⟨
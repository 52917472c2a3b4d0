//! Error types for the registry service

use thiserror::Error;

/// Result type alias for the registry service
pub type Result<T> = std::result::Result<T, RegistryError>;

/// Main error type for the registry service
#[derive(Error, Debug)]
pub enum RegistryError {
    /// Configuration errors
    #[error("Configuration error: {0}")]
    Config(String),

    /// Database errors
    #[error("Database error: {0}")]
    Database(#[from] sea_orm::DbErr),

    /// Serialization errors
    #[error("Serialization error: {0}")]
    Serialization(#[from] serde_json::Error),

    /// YAML parsing errors
    #[error("YAML error: {0}")]
    Yaml(#[from] serde_yaml::Error),

    /// IO errors
    #[error("IO error: {0}")]
    Io(#[from] std::io::Error),

    /// The upload carried no file
    #[error("{0}")]
    MissingInput(String),

    /// The uploaded file could not be read as delimited text
    #[error("Error parsing file: {0}")]
    Parse(String),

    /// The upload exceeded the configured body limit
    #[error("Payload too large: {0}")]
    PayloadTooLarge(String),

    /// Validation errors
    #[error("Validation error: {0}")]
    Validation(String),

    /// Bad request errors
    #[error("Bad request: {0}")]
    BadRequest(String),

    /// Not found errors
    #[error("Not found: {0}")]
    NotFound(String),

    /// Internal server errors
    #[error("Internal server error: {0}")]
    Internal(String),
}
use crate::core::models::{Batch, BatchStatus, NewBatch, Record};
use crate::utils::error::{RegistryError, Result};
use sea_orm::*;
use tracing::debug;
use uuid::Uuid;

use super::super::entities::{self, batch, record};
use super::types::SeaOrmDatabase;

impl SeaOrmDatabase {
    /// Create a processed batch and bulk insert its records in one
    /// transaction. Any failure rolls the whole upload back.
    pub async fn create_batch_with_records(
        &self,
        header: NewBatch,
        records: Vec<Record>,
        chunk_size: usize,
    ) -> Result<Batch> {
        let total_records = i32::try_from(records.len())
            .map_err(|_| RegistryError::validation("Too many records in one batch"))?;
        debug!(
            "Creating batch {} ({}) with {} records",
            header.id, header.filename, total_records
        );

        let txn = self.db.begin().await.map_err(RegistryError::Database)?;

        let active_model = batch::ActiveModel {
            id: Set(header.id),
            filename: Set(header.filename.clone()),
            cut_date: Set(header.cut_date),
            total_records: Set(total_records),
            status: Set(BatchStatus::Processed.as_str().to_string()),
            created_at: Set(header.created_at.into()),
        };
        entities::Batch::insert(active_model)
            .exec_without_returning(&txn)
            .await
            .map_err(RegistryError::Database)?;

        let chunk_size = chunk_size.max(1);
        let mut pending: Vec<record::ActiveModel> =
            records.into_iter().map(record::ActiveModel::from).collect();
        while !pending.is_empty() {
            let rest = pending.split_off(pending.len().min(chunk_size));
            let chunk = std::mem::replace(&mut pending, rest);
            entities::Record::insert_many(chunk)
                .exec_without_returning(&txn)
                .await
                .map_err(RegistryError::Database)?;
        }

        txn.commit().await.map_err(RegistryError::Database)?;

        Ok(Batch {
            id: header.id,
            filename: header.filename,
            cut_date: header.cut_date,
            total_records,
            status: BatchStatus::Processed,
            created_at: header.created_at,
        })
    }

    /// List batches, newest first
    pub async fn list_batches(&self) -> Result<Vec<Batch>> {
        debug!("Listing batches");

        entities::Batch::find()
            .order_by_desc(batch::Column::CreatedAt)
            .order_by_asc(batch::Column::Id)
            .all(&self.db)
            .await
            .map_err(RegistryError::Database)?
            .into_iter()
            .map(Batch::try_from)
            .collect()
    }

    /// Find a batch by ID
    pub async fn find_batch(&self, id: Uuid) -> Result<Option<Batch>> {
        debug!("Finding batch: {}", id);

        entities::Batch::find_by_id(id)
            .one(&self.db)
            .await
            .map_err(RegistryError::Database)?
            .map(Batch::try_from)
            .transpose()
    }

    /// Delete a batch and its records. Children are removed explicitly so
    /// the result does not depend on the backend enforcing the foreign key.
    pub async fn delete_batch(&self, id: Uuid) -> Result<Option<u64>> {
        debug!("Deleting batch: {}", id);

        let txn = self.db.begin().await.map_err(RegistryError::Database)?;

        let exists = entities::Batch::find_by_id(id)
            .one(&txn)
            .await
            .map_err(RegistryError::Database)?
            .is_some();
        if !exists {
            return Ok(None);
        }

        let removed = entities::Record::delete_many()
            .filter(record::Column::BatchId.eq(id))
            .exec(&txn)
            .await
            .map_err(RegistryError::Database)?
            .rows_affected;

        entities::Batch::delete_by_id(id)
            .exec(&txn)
            .await
            .map_err(RegistryError::Database)?;

        txn.commit().await.map_err(RegistryError::Database)?;
        Ok(Some(removed))
    }
}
⟩
_Exercise brief_
Among the records, find the lines that contain "entities" and copy each of them.

_Exercise solution_
use super::super::entities::{self, batch, record};
        entities::Batch::insert(active_model)
            entities::Record::insert_many(chunk)
        entities::Batch::find()
        entities::Batch::find_by_id(id)
        let exists = entities::Batch::find_by_id(id)
        let removed = entities::Record::delete_many()
        entities::Batch::delete_by_id(id)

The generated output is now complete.